Suatu Sore Di Belakang Rumah Pantai Kami


Rumah Impian Di Tepi Pantai :P


Aku memandanginya yang berdiri tak jauh dariku, rambutnya yang memang sudah seperti cemara jarum itu semakin tajam dan berkibar diterpa angin pantai. Kaos oblong warna merah, celana gantung, dan sebuah tas selempang kecil tersampir di bahunya. Begitulah kostumnya sore ini, santai saja seperti yang hendak kami lakukan. Bersantai.

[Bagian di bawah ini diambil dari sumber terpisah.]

use std::sync::Arc;
use async_trait::async_trait;

use esb_common::MediationError;

use crate::context::MessageContext;
use crate::mediator::Mediator;
use crate::sequence::SequenceMediator;

/// Stops the pipeline for the current message
#[derive(Debug, Default)]
pub struct DropMediator;

#[async_trait]
impl Mediator for DropMediator {
    async fn mediate(&self, _ctx: &mut MessageContext) -> Result<bool, MediationError> {
        Ok(false)
    }

    fn name(&self) -> &str {
        "drop"
    }
}

/// Sends the current envelope back to the caller and stops
#[derive(Debug, Default)]
pub struct RespondMediator;

#[async_trait]
impl Mediator for RespondMediator {
    async fn mediate(&self, ctx: &mut MessageContext) -> Result<bool, MediationError> {
        ctx.to = None;
        let dispatcher = ctx.environment().dispatcher().clone();
        dispatcher.send_back(ctx).await?;
        Ok(false)
    }

    fn name(&self) -> &str {
        "respond"
    }
}

#[derive(Debug, Clone, Copy, PartialEq, Eq)]
pub enum Direction {
    Request,
    Response,
}

impl Direction {
    pub fn tag(&self) -> &'static str {
        match self {
            Self::Request => "in",
            Self::Response => "out",
        }
    }

    fn matches(&self, ctx: &MessageContext) -> bool {
        match self {
            Self::Request => !ctx.is_response,
            Self::Response => ctx.is_response,
        }
    }
}

/// Runs its children only for messages flowing in one direction
pub struct DirectionFilter {
    direction: Direction,
    children: Arc<SequenceMediator>,
}

impl DirectionFilter {
    pub fn new(direction: Direction, children: SequenceMediator) -> Self {
        Self {
            direction,
            children: Arc::new(children),
        }
    }
}

#[async_trait]
impl Mediator for DirectionFilter {
    async fn mediate(&self, ctx: &mut MessageContext) -> Result<bool, MediationError> {
        if self.direction.matches(ctx) {
            self.children.mediate(ctx).await
        } else {
            Ok(true)
        }
    }

    fn name(&self) -> &str {
        self.direction.tag()
    }
}
//! Store-and-forward delivery
//!
//! Messages that need guaranteed delivery are persisted into a
//! [`MessageStore`]. A [`MessageProcessor`] drains the store on a fixed
//! interval, retries failed deliveries and finally moves exhausted messages to
//! a dead-letter store, which operators manage through a
//! [`DeadLetterChannelView`].

pub mod dead_letter;
pub mod file;
pub mod mediator;
pub mod memory;
pub mod priority;
pub mod processor;
pub mod registry;
pub mod store;

pub use dead_letter::DeadLetterChannelView;
pub use file::FileMessageStore;
pub use mediator::{register_store_mediator, StoreMediator};
pub use memory::InMemoryMessageStore;
pub use priority::PriorityMessageStore;
pub use processor::{DeliveryOutcome, MessageProcessor, ProcessorConfig, ProcessorStatus};
pub use registry::ProcessorRegistry;
pub use store::MessageStore;

pub use esb_common::StoreError;
use axum::{
    http::StatusCode,
    response::{IntoResponse, Response},
    Json,
};
use serde::Serialize;

use esb_common::StoreError;

/// Handler error rendered as `{ "error", "message" }`
#[derive(Debug)]
pub struct ApiError {
    status: StatusCode,
    error: &'static str,
    message: String,
}

#[derive(Debug, Serialize)]
struct ErrorBody {
    error: &'static str,
    message: String,
}

impl ApiError {
    pub fn not_found(message: impl Into<String>) -> Self {
        Self {
            status: StatusCode::NOT_FOUND,
            error: "NOT_FOUND",
            message: message.into(),
        }
    }

    pub fn conflict(message: impl Into<String>) -> Self {
        Self {
            status: StatusCode::CONFLICT,
            error: "CONFLICT",
            message: message.into(),
        }
    }

    pub fn unknown_processor(name: &str) -> Self {
        Self::not_found(format!("Message processor '{}' not found", name))
    }

    pub fn status(&self) -> StatusCode {
        self.status
    }
}

impl From<StoreError> for ApiError {
    fn from(err: StoreError) -> Self {
        let (status, error) = match &err {
            StoreError::NotFound(_) => (StatusCode::NOT_FOUND, "NOT_FOUND"),
            StoreError::Unavailable(_) => (StatusCode::SERVICE_UNAVAILABLE, "STORE_UNAVAILABLE"),
            StoreError::Full { .. } => (StatusCode::SERVICE_UNAVAILABLE, "STORE_FULL"),
            _ => (StatusCode::INTERNAL_SERVER_ERROR, "STORE_ERROR"),
        };
        Self {
            status,
            error,
            message: err.to_string(),
        }
    }
}

impl IntoResponse for ApiError {
    fn into_response(self) -> Response {
        if self.status.is_server_error() {
            tracing::error!(status = %self.status, error = self.error, message = %self.message, "Management request failed");
        }
        let body = ErrorBody {
            error: self.error,
            message: self.message,
        };
        (self.status, Json(body)).into_response()
    }
}
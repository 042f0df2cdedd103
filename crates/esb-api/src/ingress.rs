//! HTTP transport into the mediation engine
//!
//! The request body becomes the envelope. A response sent back by the
//! pipeline (through `respond`, a cache hit or a proxy's target endpoint) is
//! returned to the caller; otherwise the request is acknowledged with 202.

use std::sync::Arc;

use axum::{
    body::Bytes,
    extract::{Path, State},
    http::{header, HeaderMap, HeaderValue, StatusCode},
    response::{IntoResponse, Response},
    routing::post,
    Json, Router,
};
use serde::Serialize;
use tokio::sync::oneshot;
use tracing::{debug, warn};

use esb_common::Envelope;
use esb_mediation::{MediationEngine, MediationOutcome, MessageContext};

const DEFAULT_CONTENT_TYPE: &str = "application/octet-stream";

#[derive(Debug, Serialize)]
pub struct AcceptedResponse {
    pub message_id: String,
    pub outcome: &'static str,
}

#[derive(Debug, Serialize)]
struct DroppedResponse {
    error: &'static str,
    message: String,
    message_id: String,
}

pub fn create_ingress_router(engine: Arc<MediationEngine>) -> Router {
    Router::new()
        .route("/mediate", post(mediate))
        .route("/proxies/:name", post(receive))
        .with_state(engine)
}

async fn mediate(State(engine): State<Arc<MediationEngine>>, headers: HeaderMap, body: Bytes) -> Response {
    let (mut ctx, reply) = inbound(&engine, &headers, body);
    let outcome = engine.inject(&mut ctx).await;
    respond(ctx, reply, outcome)
}

async fn receive(
    State(engine): State<Arc<MediationEngine>>,
    Path(name): Path<String>,
    headers: HeaderMap,
    body: Bytes,
) -> Response {
    let (mut ctx, reply) = inbound(&engine, &headers, body);
    let outcome = engine.receive(&name, &mut ctx).await;
    respond(ctx, reply, outcome)
}

fn inbound(
    engine: &MediationEngine,
    headers: &HeaderMap,
    body: Bytes,
) -> (MessageContext, oneshot::Receiver<Envelope>) {
    let content_type = headers
        .get(header::CONTENT_TYPE)
        .and_then(|v| v.to_str().ok())
        .unwrap_or(DEFAULT_CONTENT_TYPE);

    let mut ctx = engine.new_context(Envelope::new(content_type, body));
    let (tx, rx) = oneshot::channel();
    ctx.attach_reply(tx);
    (ctx, rx)
}

fn respond(
    ctx: MessageContext,
    mut reply: oneshot::Receiver<Envelope>,
    outcome: MediationOutcome,
) -> Response {
    let message_id = ctx.message_id().to_string();
    drop(ctx);

    if let Ok(envelope) = reply.try_recv() {
        debug!(message_id = %message_id, "Returning mediated response to caller");
        let content_type = HeaderValue::from_str(&envelope.content_type)
            .unwrap_or_else(|_| HeaderValue::from_static(DEFAULT_CONTENT_TYPE));
        return (StatusCode::OK, [(header::CONTENT_TYPE, content_type)], envelope.body).into_response();
    }

    let outcome = match outcome {
        MediationOutcome::Continued => "continued",
        MediationOutcome::Stopped => "stopped",
        MediationOutcome::FaultHandled { .. } => "fault_handled",
        MediationOutcome::Dropped { error } => {
            warn!(message_id = %message_id, error = %error, "Inbound message dropped");
            let body = DroppedResponse {
                error: error.kind(),
                message: error.to_string(),
                message_id,
            };
            return (StatusCode::INTERNAL_SERVER_ERROR, Json(body)).into_response();
        }
    };

    (StatusCode::ACCEPTED, Json(AcceptedResponse { message_id, outcome })).into_response()
}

Aku memanggilnya si cemara jarum, dan dia memanggilku Doraemon. Astaga, hanya karena wajahku bulat sempurna persis Doraemon, dia memanggilku seperti itu. Padahal panggilanku padanya tidaklah terlalu buruk. Cemara jarum tidak buruk bukan? Aku suka rambut cemara jarumnya. Kadang aku mengacak-acaknya ketika dia sedang berbaring atau saat dia sedang lengah. Kalau dia berhasil menangkapku maka dia akan menjawil pipi dorayaki milikku dan diakhiri dengan berkejaran sepanjang koridor rumah – rumah baru milik kami. Sebuah rumah mungil yang menjadi impianku selama ini. Rumah mungil di tepi pantai, dengan balkon yang menghadap langsung ke arah deburan ombak dan horizon serta siluet mentari.


“Hey” panggilku padanya yang entah kenapa masih terkesima memandang pantai di depannya. Rutinitas kami di sore hari kala mentari akan tenggelam adalah duduk di pantai belakang rumah – atau di balkon jika aku sedang tidak ingin kemana-mana – dan memandangi bola merah saga itu terbenam bersama-sama dengannya.

“Ada apa?” dia berteriak. Sore ini ombak begitu kencang sampai-sampai kami berdua yang hanya berjarak sepelemparan batu harus saling berteriak.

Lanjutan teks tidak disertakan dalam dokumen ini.